When the American-bought drugs finally do arrive, they're expected to cost more than twice as much as the drugs on the other shelves in the storeroom. Doctors Without Borders says it buys generic drugs from India's Ranbaxy Laboratories Ltd. at a cost of about $265 per patient per year. For the moment, U.S. regulations require Ms. Noguera to purchase brand-name drugs. She expects that together they'll cost about $581 per patient per year. A recent U.S. initiative might make it possible for Ms. Noguera to buy the cheaper copycat drugs, but no one is sure how soon.

Told of Ms.
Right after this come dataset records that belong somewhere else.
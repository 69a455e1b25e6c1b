//! SEOZoom v2 API client.
//!
//! Provides an authenticated client for the SEOZoom keyword, domain, URL and
//! project endpoints.
//!
//! ### Protocol
//!
//! - **Endpoint**: `https://apiv2.seozoom.com/api/v2/{resource}/`
//! - **Authentication**: `api_key` query parameter on every request.
//! - **Database**: `db` query parameter, one of `it`, `es`, `fr`, `de`, `uk`.
//!   Calls without one use the configured default.
//! - **Errors**: status >= 400 becomes a transport error carrying the body's
//!   `message` (or `HTTP {status}`). No retries.
//! - **Responses**: returned as opaque JSON; see [`format_envelope`] for the
//!   text rendering used by the tools.

pub mod domains;
pub mod error;
pub mod keywords;
pub mod projects;
pub mod request;
pub mod response;
pub mod urls;

pub use domains::DomainKeywordType;
pub use error::translate_error;
pub use request::{ApiRequest, LIST_SEPARATOR, Resource};
pub use response::format_envelope;

use reqwest::header;
use serde_json::Value;
use seozoom_core::{AppConfig, Database, Error};
use std::time::{Duration, Instant};
use url::Url;

/// SEOZoom client configuration.
#[derive(Debug, Clone)]
pub struct SeoZoomConfig {
    /// API key from SEOZOOM_API_KEY.
    pub api_key: String,
    /// Database code used when a call names none (default: it).
    pub default_db: String,
    /// Base URL (default: https://apiv2.seozoom.com/api/v2).
    pub base_url: String,
    /// Request timeout (default: 30s).
    pub timeout: Duration,
    /// User-agent string (default: seozoom-mcp/0.x).
    pub user_agent: String,
}

impl Default for SeoZoomConfig {
    /// Same defaults as [`AppConfig::default`], without an API key.
    fn default() -> Self {
        let app = AppConfig::default();
        Self {
            api_key: String::new(),
            timeout: app.timeout(),
            default_db: app.default_db,
            base_url: app.base_url,
            user_agent: app.user_agent,
        }
    }
}

impl SeoZoomConfig {
    /// Build the client configuration from loaded application config.
    ///
    /// # Errors
    ///
    /// Returns `Error::Configuration` if the API key is missing or empty.
    pub fn from_app_config(config: &AppConfig) -> Result<Self, Error> {
        let api_key = config.require_api_key()?.to_string();

        Ok(Self {
            api_key,
            default_db: config.default_db.clone(),
            base_url: config.base_url.clone(),
            timeout: config.timeout(),
            user_agent: config.user_agent.clone(),
        })
    }
}

/// SEOZoom API client.
///
/// Cheap to share: the underlying connection pool is reference counted and
/// nothing is mutated after construction.
#[derive(Debug, Clone)]
pub struct SeoZoomClient {
    http: reqwest::Client,
    api_key: String,
    default_db: Database,
    base_url: Url,
}

impl SeoZoomClient {
    /// Create a new client with the given configuration.
    ///
    /// The API key is checked first, then the base URL, then the default
    /// database code.
    ///
    /// # Errors
    ///
    /// - `Error::Configuration` for a missing API key, an unusable base URL,
    ///   or an HTTP client that cannot be built
    /// - `Error::Validation` for an unknown default database code
    pub fn new(config: SeoZoomConfig) -> Result<Self, Error> {
        if config.api_key.is_empty() {
            return Err(Error::Configuration(
                "missing API key: SEOZOOM_API_KEY environment variable is required".to_string(),
            ));
        }

        let base_url = Url::parse(&config.base_url)
            .map_err(|e| Error::Configuration(format!("invalid base URL '{}': {e}", config.base_url)))?;
        if base_url.cannot_be_a_base() {
            return Err(Error::Configuration(format!("invalid base URL '{}': not a hierarchical URL", config.base_url)));
        }

        let default_db: Database = config.default_db.parse()?;

        let http = reqwest::Client::builder()
            .user_agent(&config.user_agent)
            .timeout(config.timeout)
            .use_rustls_tls()
            .gzip(true)
            .brotli(true)
            .deflate(true)
            .build()
            .map_err(|e| Error::Configuration(format!("failed to build HTTP client: {e}")))?;

        Ok(Self { http, api_key: config.api_key, default_db, base_url })
    }

    /// Create a new client from loaded application config.
    pub fn from_app_config(config: &AppConfig) -> Result<Self, Error> {
        Self::new(SeoZoomConfig::from_app_config(config)?)
    }

    /// Create a new client from environment variables (and config file).
    pub fn from_env() -> Result<Self, Error> {
        Self::from_app_config(&AppConfig::load()?)
    }

    /// The database used when a call does not name one.
    pub fn default_db(&self) -> Database {
        self.default_db
    }

    /// Resolve and validate a per-call database code.
    pub fn resolve_db(&self, db: Option<&str>) -> Result<Database, Error> {
        Database::resolve(db, self.default_db)
    }

    /// Full URL for `req`, API key included.
    pub fn request_url(&self, req: &ApiRequest) -> Url {
        req.to_url(&self.base_url, &self.api_key)
    }

    /// Issue one authenticated GET and return the parsed JSON body.
    ///
    /// # Errors
    ///
    /// Returns `Error::Transport` on connection failure, timeout, status >= 400
    /// or a success body that is not JSON.
    pub async fn execute(&self, req: ApiRequest) -> Result<Value, Error> {
        let start = Instant::now();
        let url = self.request_url(&req);

        tracing::debug!(
            resource = req.resource().as_str(),
            action = req.action(),
            db = %req.db(),
            "calling SEOZoom API"
        );

        let http_response = self
            .http
            .get(url)
            .header(header::ACCEPT, "application/json")
            .send()
            .await
            .map_err(error::from_reqwest)?;

        let status = http_response.status();
        let bytes = http_response.bytes().await.map_err(error::from_reqwest)?;

        tracing::debug!(status = status.as_u16(), elapsed = ?start.elapsed(), "SEOZoom API response");

        if status.as_u16() >= 400 {
            let err = translate_error(status, &bytes);
            tracing::warn!(
                resource = req.resource().as_str(),
                action = req.action(),
                status = status.as_u16(),
                "SEOZoom API error: {}",
                err.message()
            );
            return Err(err);
        }

        serde_json::from_slice(&bytes)
            .map_err(|e| Error::http(status.as_u16(), format!("invalid JSON response: {e}")))
    }

    /// Start a request on `resource` after validating the database code.
    fn request(&self, resource: Resource, action: &'static str, db: Option<&str>) -> Result<ApiRequest, Error> {
        Ok(ApiRequest::new(resource, action, self.resolve_db(db)?))
    }
}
Noguera's troubles procuring the drugs, Randall Tobias, coordinator of global AIDS policy for the U.S. government, says he isn't familiar with the case but acknowledges that it takes time to get programs running smoothly. "We're still in the process, I'm sure, of getting the bugs out," he says.

At the clinic in Bulawayo, some people can't wait. Counselor Annah Phiri is HIV-positive herself. She knows how effective the drugs are, because once she started taking them a couple of months ago, a rash on her face cleared up and she felt much more energetic. She says one of her patients asked when he could start taking the drugs. She told him she didn't know, and recalls him saying, "We will die waiting for those drugs."